The shields 10 and 40 may be provided in varying lengths and diameters, with the surgeon selecting a specific size based on the specific anatomy of the patient, or other factors. The shields may also be used in methods where they are cut to a desired length by the surgeon, prior to placement within the nostril, or other opening. As shown in FIG. 4, scale markings 45 may be printed or molded onto the shields to assist the surgeon in cutting the shield to the desired size. In some cases, it may also be useful to cut the horn shape 30 or proximal portion 42 to a desired length and/or shape, before or after the shield placed.
In some cases, leaving the shield in place for e.g., 7 days after surgery may help in healing process. Consequently, it may be desirable to shorten or minimize the horn shape or proximal portion of the shield, even after surgery.
In FIG. 4, the conical portions on opposite sides of the narrow section 46 may be sufficient to hold the shield in place. Alternatively, or in addition, the proximal portion 42 may temporarily attached to the patient's nose via suture or a clip. As shown in dotted lines in FIG. 4, an inflatable balloon 49 may also be included with the shield to help hold the shield in place. If used, the inflatable balloon 49 may also help to block fluids from draining into the airway.
Referring to FIGS. 1, 2 and 4, the shield may be removed by turning it in the roll-up or furl direction, to return the shield back to or near its original configuration as shown in FIG. 2. This may be achieved by grasping and turning the proximal portion, by hand or using a tool.
In FIG. 5, a shield 50 is horn shaped in a proximal portion 52 and elongated in distal portion 54. This shield may be used to advantage when the surgical target of relatively small size, not requiring surgical instruments to be deployed through a wide angle range to fully address the surgical site.

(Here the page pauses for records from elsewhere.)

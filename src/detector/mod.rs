//! Pattern detection
//!
//! - `signature`: run sequence to `-`-joined string
//! - `PatternDetector`: over, innings and match detection over the store

mod engine;
mod signature;

pub use engine::PatternDetector;
pub use signature::{signature, SIGNATURE_SEPARATOR};
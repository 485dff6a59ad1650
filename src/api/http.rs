//! HTTP server setup with Axum

use std::sync::Arc;

use axum::{
    routing::{get, post},
    Router,
};
use tower_http::cors::{Any, CorsLayer};
use tower_http::trace::TraceLayer;
use tracing::info;

use super::rest::{ingest, matches, patterns, stats};
use super::state::AppState;

/// Create the Axum router with all endpoints
pub fn create_router(state: Arc<AppState>) -> Router {
    // Live-view dashboards poll from other origins
    let cors = CorsLayer::new()
        .allow_origin(Any)
        .allow_methods(Any)
        .allow_headers(Any);

    Router::new()
        // Health check
        .route("/health", get(health_check))
        // REST API endpoints
        .route("/api/ingest/ball", post(ingest::ingest_ball))
        .route("/api/match/:match_id/live", get(matches::live_balls))
        .route("/api/match/:match_id/patterns", get(matches::match_patterns))
        .route("/api/patterns/:granularity", get(patterns::get_patterns))
        .route("/api/stats", get(stats::get_stats))
        .layer(TraceLayer::new_for_http())
        .layer(cors)
        .with_state(state)
}

/// Bind `addr` and serve until Ctrl+C
pub async fn serve(state: Arc<AppState>, addr: &str) -> std::io::Result<()> {
    let listener = tokio::net::TcpListener::bind(addr).await?;
    info!(addr = %listener.local_addr()?, "listening");

    axum::serve(listener, create_router(state))
        .with_graceful_shutdown(shutdown_signal())
        .await
}

async fn shutdown_signal() {
    if tokio::signal::ctrl_c().await.is_ok() {
        info!("shutdown requested");
    }
}

/// Health check endpoint
async fn health_check() -> &'static str {
    "OK"
}
//! Minimal CSV reader for scraper output (quotes + CRLF tolerant)

use std::mem::take;
use std::path::Path;

use super::{ReportError, ReportResult};

/// A CSV file with a header row
#[derive(Debug, Clone, Default, PartialEq, Eq)]
pub struct CsvTable {
    pub headers: Vec<String>,
    pub rows: Vec<Vec<String>>,
}

impl CsvTable {
    /// Parse text whose first row is the header
    pub fn parse(text: &str) -> Self {
        let mut rows = parse_rows(text, ',');
        if rows.is_empty() {
            return Self::default();
        }
        let headers = rows
            .remove(0)
            .into_iter()
            .map(|h| h.trim().trim_start_matches('\u{feff}').to_string())
            .collect();
        Self { headers, rows }
    }

    pub fn read(path: &Path) -> ReportResult<Self> {
        if !path.exists() {
            return Err(ReportError::NotFound(path.to_path_buf()));
        }
        let text = std::fs::read_to_string(path)?;
        Ok(Self::parse(&text))
    }

    /// Index of a column by exact header name
    pub fn column(&self, name: &str) -> Option<usize> {
        self.headers.iter().position(|h| h == name)
    }

    /// Cell of `row` under column `col`; short rows read as empty
    pub fn cell(&self, row: usize, col: Option<usize>) -> &str {
        match col {
            Some(col) => self.rows[row].get(col).map(String::as_str).unwrap_or(""),
            None => "",
        }
    }
}

/// Split CSV text into rows of fields.
pub fn parse_rows(text: &str, sep: char) -> Vec<Vec<String>> {
    let mut rows = Vec::new();
    let mut field = String::new();
    let mut row = Vec::new();
    let mut in_quotes = false;
    let mut chars = text.chars().peekable();

    while let Some(ch) = chars.next() {
        match ch {
            '"' => {
                if in_quotes {
                    if matches!(chars.peek(), Some('"')) {
                        chars.next(); // escaped quote
                        field.push('"');
                    } else {
                        in_quotes = false;
                    }
                } else {
                    in_quotes = true;
                }
            }
            c if c == sep && !in_quotes => row.push(take(&mut field)),
            '\n' | '\r' if !in_quotes => {
                if ch == '\r' && matches!(chars.peek(), Some('\n')) {
                    chars.next();
                }
                row.push(take(&mut field));
                if !(row.len() == 1 && row[0].is_empty()) {
                    rows.push(take(&mut row));
                } else {
                    row.clear();
                }
            }
            _ => field.push(ch),
        }
    }

    // Trailing row without newline
    if !field.is_empty() || !row.is_empty() {
        row.push(field);
        rows.push(row);
    }

    rows
}

#[cfg(test)]
mod tests {
    use super::*;

    #[test]
    fn test_parse_quoted_fields() {
        let rows = parse_rows("a,\"b,c\",\"d \"\"e\"\"\"\r\n1,2,3", ',');
        assert_eq!(rows.len(), 2);
        assert_eq!(rows[0], vec!["a", "b,c", "d \"e\""]);
        assert_eq!(rows[1], vec!["1", "2", "3"]);
    }

    #[test]
    fn test_blank_lines_skipped() {
        let rows = parse_rows("a,b\n\n1,2\n", ',');
        assert_eq!(rows.len(), 2);
    }

    #[test]
    fn test_table_lookup() {
        let table = CsvTable::parse("Round_ID,Card\nR1,A\nR1\n");
        assert_eq!(table.column("Card"), Some(1));
        assert_eq!(table.cell(0, Some(1)), "A");
        assert_eq!(table.cell(1, Some(1)), "");
        assert_eq!(table.cell(0, None), "");
    }
}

FIG. 6 shows another shield 60 similar to the shield 10 of FIG. 1 and having a horn shape 62 at its proximal end and a tapered shape 64 that leads to a cylindrical shape 66 at its distal end. The shield 60 may be formed from any of the materials previously mentioned. The shield 60 further has a textured sidewall 68. The textured sidewall 68 provides a gentle friction with the collateral soft tissue to assist in maintaining the shield in place. The texturing may be included in shields of any shape including the horn or hourglass configurations disclosed herein.

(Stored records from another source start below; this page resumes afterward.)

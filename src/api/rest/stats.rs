//! Stats endpoint

use std::sync::Arc;

use axum::{extract::State, Json};
use serde::Serialize;

use super::{blocking, ApiError};
use crate::api::state::AppState;
use crate::store::StoreStats;
use crate::utils::current_timestamp;

/// Response for GET /api/stats
#[derive(Debug, Serialize)]
pub struct StatsResponse {
    #[serde(flatten)]
    pub stats: StoreStats,
    pub uptime_secs: u64,
    pub generated_at: i64,
}

/// GET /api/stats - Row counts across the store
pub async fn get_stats(
    State(state): State<Arc<AppState>>,
) -> Result<Json<StatsResponse>, ApiError> {
    let store = state.store.clone();
    let stats = blocking(move || store.stats()).await?;

    Ok(Json(StatsResponse {
        stats,
        uptime_secs: state.uptime_secs(),
        generated_at: current_timestamp(),
    }))
}
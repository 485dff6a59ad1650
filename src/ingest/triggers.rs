//! Which detections a ball triggers

use crate::types::{MatchStatus, BALLS_PER_OVER};

/// Detections requested by a single ball. All three are independent.
#[derive(Debug, Clone, Copy, Default, PartialEq, Eq)]
pub struct Triggers {
    /// Over that this ball completed
    pub over: Option<u32>,
    pub innings: bool,
    pub full_match: bool,
}

impl Triggers {
    pub fn for_ball(ball_number: u32, status: &MatchStatus) -> Self {
        let over = if ball_number > 0 && ball_number % BALLS_PER_OVER == 0 {
            // ceil(n / 6) == n / 6 for multiples of six
            Some(ball_number.div_ceil(BALLS_PER_OVER))
        } else {
            None
        };

        Self {
            over,
            innings: status.is_innings_break(),
            full_match: status.is_completed(),
        }
    }
}

#[cfg(test)]
mod tests {
    use super::*;

    fn live() -> MatchStatus {
        MatchStatus::Live("LIVE".to_string())
    }

    #[test]
    fn test_only_multiples_of_six_complete_an_over() {
        for n in 1..=36u32 {
            let t = Triggers::for_ball(n, &live());
            if n % 6 == 0 {
                assert_eq!(t.over, Some(n / 6));
            } else {
                assert_eq!(t.over, None, "ball {}", n);
            }
        }
    }

    #[test]
    fn test_completed_always_triggers_match() {
        for n in [1, 5, 6, 17, 30] {
            assert!(Triggers::for_ball(n, &MatchStatus::Completed).full_match);
        }
    }

    #[test]
    fn test_ball_thirty_of_completed_match_triggers_both() {
        let t = Triggers::for_ball(30, &MatchStatus::Completed);
        assert_eq!(t.over, Some(5));
        assert!(t.full_match);
        assert!(!t.innings);
    }

    #[test]
    fn test_innings_break() {
        let t = Triggers::for_ball(31, &MatchStatus::InningsBreak);
        assert!(t.innings);
        assert_eq!(t.over, None);
        assert_eq!(Triggers::for_ball(31, &live()), Triggers::default());
    }
}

In FIG. 7 another shield 70 is shaped like the shield 10 of FIG. 1 and can be formed from the same materials previously mentioned. Here however, the shield includes an irrigation system 74 within its sidewall 72. More specifically, the sidewall has an internal feed channel 75 that communicates with internal distribution channels 76. The distribution channels terminate at ports 78 to admit cleaning solution, such as saline solution, for example, into the surgical site. As a result, the surgical site may be cleaned without the need for the removal of surgical instruments, such as an endoscope, from the surgical site. The endoscope may also be used without any irrigation shield, since the endoscope may be irrigated by the irrigation system 74 in the shield 70. The endoscope diameter can then be effectively reduced by up to about 50%. This allows for greater flexibility in performing surgery. As may be appreciated, the irrigation system could also be included in shields having the horn or hourglass configurations as well.

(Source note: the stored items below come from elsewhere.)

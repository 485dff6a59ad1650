//! Time and timestamp utilities

use chrono::{SecondsFormat, Utc};

/// Get current Unix timestamp in seconds
pub fn current_timestamp() -> i64 {
    Utc::now().timestamp()
}

/// Current UTC time as RFC 3339 with millisecond precision.
///
/// Lexicographic order of these strings matches chronological order,
/// which the store relies on for "most recent" lookups.
pub fn now_rfc3339() -> String {
    Utc::now().to_rfc3339_opts(SecondsFormat::Millis, true)
}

FIG. 8 illustrates another shield 80 also shaped like the shield 10 of FIG. 1 and can be formed from the same materials previously mentioned. Here however, the shield includes a suction system 84 within its sidewall 82. More specifically, the sidewall has an internal common channel 85 that communicates with internal branch channels 86. The branch channels extend all of the way to the end of the shield 80 and terminate at ports 88. The extended branch channels 86 render the shield capable of providing suction for removal of fluids such as “run down” of blood, mucous, and soiled irrigation fluid that may obscure endoscopic visualization. Of course, the suction system could also be present on the shields having the horn or hourglass configurations as well.
FIG. 9 illustrates another shield 90 also shaped like the shield 10 of FIG. 1 and can be formed from the same materials previously mentioned. Here however, the shield includes perforated cutouts 94 and 96 within the sidewall 92 of the shield 90. The cutouts assist in removing portions of the sidewall 92 should it be necessary to permit collateral projecting tissue to extend there through. This not only facilitates retention of the shield, but also potential removal of the projecting tissue should that be necessary. As may be appreciated, the cutouts could also be present on any of the disclosed embodiments herein including the shields having the horn or hourglass configurations. The cutouts may be removed by grasping with a tool and pulling them out. In some cases where the need for sidewall openings is known in advance, one or more cutouts may be removed from the shield before it is placed into the patient.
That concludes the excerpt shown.